En avril 2004, il faisait brûler sa guitare sur un radeau et il enterrait officiellement Jean Leloup.

"Le rock, si j'avais continué, je me serais répété", avait-il déclaré au Soleil au moment d'enterrer le flamboyant personnage.

À 45 ans, sous son vrai nom, Jean Leclerc revient avec un CD tout frais et 17 nouvelles chansons (dans les bacs mardi). "Je les aime toutes. C'est la première fois que je les aime toutes... Je m'arrêterai pour un bon bout parce que j'aurai du mal à faire mieux", confie-t-il au cours d'une entrevue téléphonique depuis Montréal, où il déambule dans les rues au fil d'une conversation remplie d'humour, de détours et d'idées qui se précisent surtout à la relecture des notes.
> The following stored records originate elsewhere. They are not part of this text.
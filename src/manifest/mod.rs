//! Manifest Renderer.
//!
//! Resolves an environment's overlay (shared base plus ordered patches) into
//! a [`ManifestSet`] of structured documents.

mod loader;
mod patch;
mod renderer;
mod types;

pub use loader::{load_overlay_inputs, parse_documents};
pub use patch::{MergeKeys, Overlay, Patch, PatchTarget, SetOperation, set_path, strategic_merge};
pub use renderer::{ManifestRenderer, OverlayInputs, OverlayLayer, SourceDocument, render};
pub use types::{
    ENVIRONMENT_LABEL, KindPriority, LAST_APPLIED_ANNOTATION, MANAGED_BY_LABEL, MANAGED_BY_VALUE,
    MIN_READY_ANNOTATION, ManifestSet, ResourceId, SECRET_REFS_ANNOTATION, is_cluster_scoped,
    is_managed_by, is_monitored_workload, pod_spec_pointer,
};
/// Cluster boundary errors.
#[derive(Debug, Error)]
pub enum ClusterError {
    /// Network-level failure talking to the cluster.
    #[error("Network error talking to cluster: {message}")]
    Network {
        /// Description of the failure.
        message: String,
    },

    /// Write conflict (the object changed underneath us).
    #[error("Conflict applying {resource}: {message}")]
    Conflict {
        /// Resource being written.
        resource: String,
        /// Description of the conflict.
        message: String,
    },

    /// The resource does not exist.
    #[error("Resource not found: {resource}")]
    NotFound {
        /// The missing resource.
        resource: String,
    },

    /// The cluster rejected the request.
    #[error("Cluster rejected request for {resource}: {message}")]
    Rejected {
        /// Resource involved.
        resource: String,
        /// Rejection reason.
        message: String,
    },

    /// The cluster tool failed or produced unexpected output.
    #[error("Cluster command failed: {message}")]
    CommandFailed {
        /// Description of the failure.
        message: String,
    },

    /// The cluster returned data that could not be interpreted.
    #[error("Invalid response from cluster: {message}")]
    InvalidResponse {
        /// Description of the problem.
        message: String,
    },
}

/// Rollout errors.
#[derive(Debug, Error)]
pub enum RolloutError {
    /// Another rollout holds the environment.
    #[error("A rollout is already in progress for {environment} (holder: {holder})")]
    RolloutInProgress {
        /// Locked environment.
        environment: Environment,
        /// Lock holder description.
        holder: String,
    },

    /// An action failed after exhausting its retries.
    #[error("Action {action} failed after {attempts} attempt(s): {message}")]
    ApplyActionFailed {
        /// Action description.
        action: String,
        /// Attempts made.
        attempts: u32,
        /// Last error.
        message: String,
    },

    /// Workloads did not become healthy in time.
    #[error("Workload {workload} not healthy within {timeout_secs}s")]
    HealthTimeout {
        /// The workload.
        workload: String,
        /// Timeout that elapsed.
        timeout_secs: u64,
    },

    /// The rollback itself failed; operator intervention is required.
    #[error("Rollback failed for {environment} (record {record_id}): {message}")]
    RollbackFailed {
        /// Environment.
        environment: Environment,
        /// Record of the failed attempt.
        record_id: String,
        /// What went wrong.
        message: String,
    },

    /// A previous rollout was interrupted and must be recovered first.
    #[error("Record {record_id} for {environment} is still in progress; run `rollwarden recover {environment}`")]
    Unreconciled {
        /// Environment.
        environment: Environment,
        /// The in-progress record.
        record_id: String,
    },

    /// The rollout task stopped without reporting an outcome.
    #[error("Rollout task for {environment} aborted: {message}")]
    TaskAborted {
        /// Environment.
        environment: Environment,
        /// Description of the failure.
        message: String,
    },
}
Alors c'était quoi cette histoire de retraite ? Un truc pour vendre des disques ? Ce serait mal connaître Jean Leclerc. Pour lui, l'argent n'est qu'utilitaire. Il a besoin de peu pour vivre. Et comme, pour la première fois, il a fait les choses en solitaire (composition, réalisation, production), il n'aura pas subi non plus la pression d'une maison de disques qui, elle, aurait pu vouloir renflouer ses coffres.

"J'ai fait le disque tout seul parce que je voulais aller au studio quand ça me tentait. Ça a duré trois ans. J'ai pris les meilleurs morceaux, j'ai dealé avec aucun fonctionnaire qui rêvait d'un condo sur le Plateau et d'un chalet à Saint-Jérôme."

"Plein le cul"

Jean Leclerc, qui a commencé à jouer de la guitare à cinq ans et écrit Alger à 13 ans, n'a donc jamais pris sa retraite de la musique. Avant même d'assister aux funérailles du personnage créé à la fin des années 80, il était déjà à composer de nouvelles pièces. Brûler la guitare de Leloup, c'était juste pour le fun. Juste pour s'amuser à arrêter d'être quelque chose qu'il n'aimait plus.

"J'en avais plein le cul de faire la vedette et de me faire psychanalyser dans les médias. Je trouvais pas ça drôle. Leloup, j'en ai marre. Je chanterai pas mes vieilles chansons jusqu'à la fin comme Aznavour et les Rolling Stones. J'ai brûlé ma guitare ! C'était un thrill !" raconte-t-il en s'étonnant qu'on n'ait pas compris et que plusieurs aient oublié d'en rire.

"On dirait que les gens vont voir des films et qu'ils ne savent même plus que c'est un film !"

Du coup, il ajoute que s'il est devenu brièvement Massoud Al-Rachid, c'était juste pour s'amuser, pour le plaisir de porter un fez et de faire des photos avec.

Ne vous attendez pas toutefois à ce qu'il ressuscite le personnage Leloup parce qu'il a repris une guitare. S'appelle Deadwolf maintenant. "Jean Leloup chantera plus jamais ses anciennes tounes. Y aura pas de show de retrouvailles le 24 juin avec Jean qui chante Isabelle devant des ex-granos devenus bourgeois."

Tout au long de l'entrevue, Jean Leclerc fustigera la bourgeoisie. À cause de ses prétentions, de son individualisme, de son indifférence, de sa soif du fric.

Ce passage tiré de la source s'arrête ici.